No one can accuse Biogen Idec of playing favorites. The company has been under assault by luminaries from Bill and Hillary Clinton to Lance Armstrong, who are trying to get Biogen's Tysabri drug for Fred Baron, a legal bigwig who's dying of multiple myeloma. Tysabri is in Phase I testing in multiple myeloma patients. But Baron doesn't meet the trial criteria. And Biogen has an ironclad policy of refusing the med for so-called "compassionate use."
Biogen's reasoning is rooted in Tysabri's complex biography. As you all know, the drug was hailed as a major breakthrough for multiple sclerosis patients after its first launch, but then was pulled off the market in February 2005 because of links to a potentially fatal brain infection, PML. The drug was reintroduced in 2006 under a restrictive access program. Since then, Tysabri has won a broader market, with an approval to treat Crohn's disease. It's also seen a couple of new cases of PML in Europe; those cases were added to Tysabri's labeling.

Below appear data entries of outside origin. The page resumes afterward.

//! Command-line driver: assess every descriptor of a JSON file against its live API.

// std
use std::{path::PathBuf, time::Duration};
// crates.io
use clap::Parser;
use color_eyre::{Result, eyre::eyre};
use serde_json::Value;
use tracing_subscriber::{EnvFilter, layer::SubscriberExt, util::SubscriberInitExt};
// self
use authz_assess::{
	assess::{Assessor, BatchEntry},
	http::ReqwestHttpClient,
	matrix::StatusPolicy,
};

#[derive(Debug, Parser)]
#[command(name = "authz-assess", version, about, long_about = None)]
struct Cli {
	/// JSON file holding a list of API descriptors (a single object is also accepted).
	#[arg(short, long, default_value = "data.json")]
	input: PathBuf,
	/// Per-request timeout in seconds.
	#[arg(long, default_value_t = 30)]
	timeout_secs: u64,
	/// Reject a 500 for a corrupted token instead of accepting and flagging it.
	#[arg(long)]
	strict: bool,
	/// Seed enabling the unmapped-path probe.
	#[arg(long)]
	unmapped_path_seed: Option<u64>,
	/// Print results as JSON instead of text.
	#[arg(long)]
	json: bool,
	/// Log filter (trace, debug, info, warn, error); `RUST_LOG` wins when set.
	#[arg(long, default_value = "warn")]
	log_level: String,
}

#[tokio::main]
async fn main() -> Result<()> {
	color_eyre::install()?;

	let cli = Cli::parse();
	let filter = EnvFilter::try_from_default_env()
		.or_else(|_| EnvFilter::try_new(&cli.log_level))
		.unwrap_or_else(|_| EnvFilter::new("warn"));

	tracing_subscriber::registry()
		.with(filter)
		.with(tracing_subscriber::fmt::layer().with_target(false).with_writer(std::io::stderr))
		.init();

	let raw = tokio::fs::read(&cli.input).await?;
	let descriptors = match serde_json::from_slice::<Value>(&raw) {
		Ok(Value::Array(descriptors)) => descriptors,
		Ok(descriptor @ Value::Object(_)) => vec![descriptor],
		_ => return Err(eyre!("descriptor file {} is malformed", cli.input.display())),
	};
	let http_client = ReqwestHttpClient::with_timeout(Duration::from_secs(cli.timeout_secs))?;
	let mut assessor = <Assessor<ReqwestHttpClient>>::with_http_client(http_client);

	if cli.strict {
		assessor = assessor.with_policy(StatusPolicy::strict());
	}
	if let Some(seed) = cli.unmapped_path_seed {
		assessor = assessor.with_unmapped_path_seed(seed);
	}

	if cli.json {
		let mut rendered = Vec::with_capacity(descriptors.len());

		for descriptor in &descriptors {
			rendered.push(match assessor.assess_entry(descriptor).await {
				BatchEntry::Assessed(result) => {
					let mut value = serde_json::to_value(&result)?;

					value["verdict"] = serde_json::to_value(result.verdict())?;

					value
				},
				BatchEntry::Aborted { owner, error } => serde_json::json!({
					"owner": owner,
					"verdict": "fail",
					"error": authz_assess::error::render_chain(&error),
				}),
			});
		}

		println!("{}", serde_json::to_string_pretty(&rendered)?);
	} else {
		for descriptor in &descriptors {
			let owner = descriptor.get("owner").and_then(Value::as_str).unwrap_or("<unknown owner>");

			println!("Processing {owner}");
			println!("{}", assessor.assess_entry(descriptor).await);
		}
	}

	Ok(())
}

Biogen CEO Jim Mullen (photo) has held up under the assault of publicity ginned up on Baron's behalf. Calls from the likes of Armstrong, Ted Kennedy, the Clintons, John Kerry and Henry Waxman haven't swayed him. The company doesn't want to set a precedent by allowing Baron to use Tysabri, given the PML risks--and the risk to Tysabri's future should Baron experience an adverse reaction. "We want to protect access for patients who are on the drug now and rely on it," a Biogen spokeswoman told Pharmalot. "[W]e feel like we can't make an exception in this case."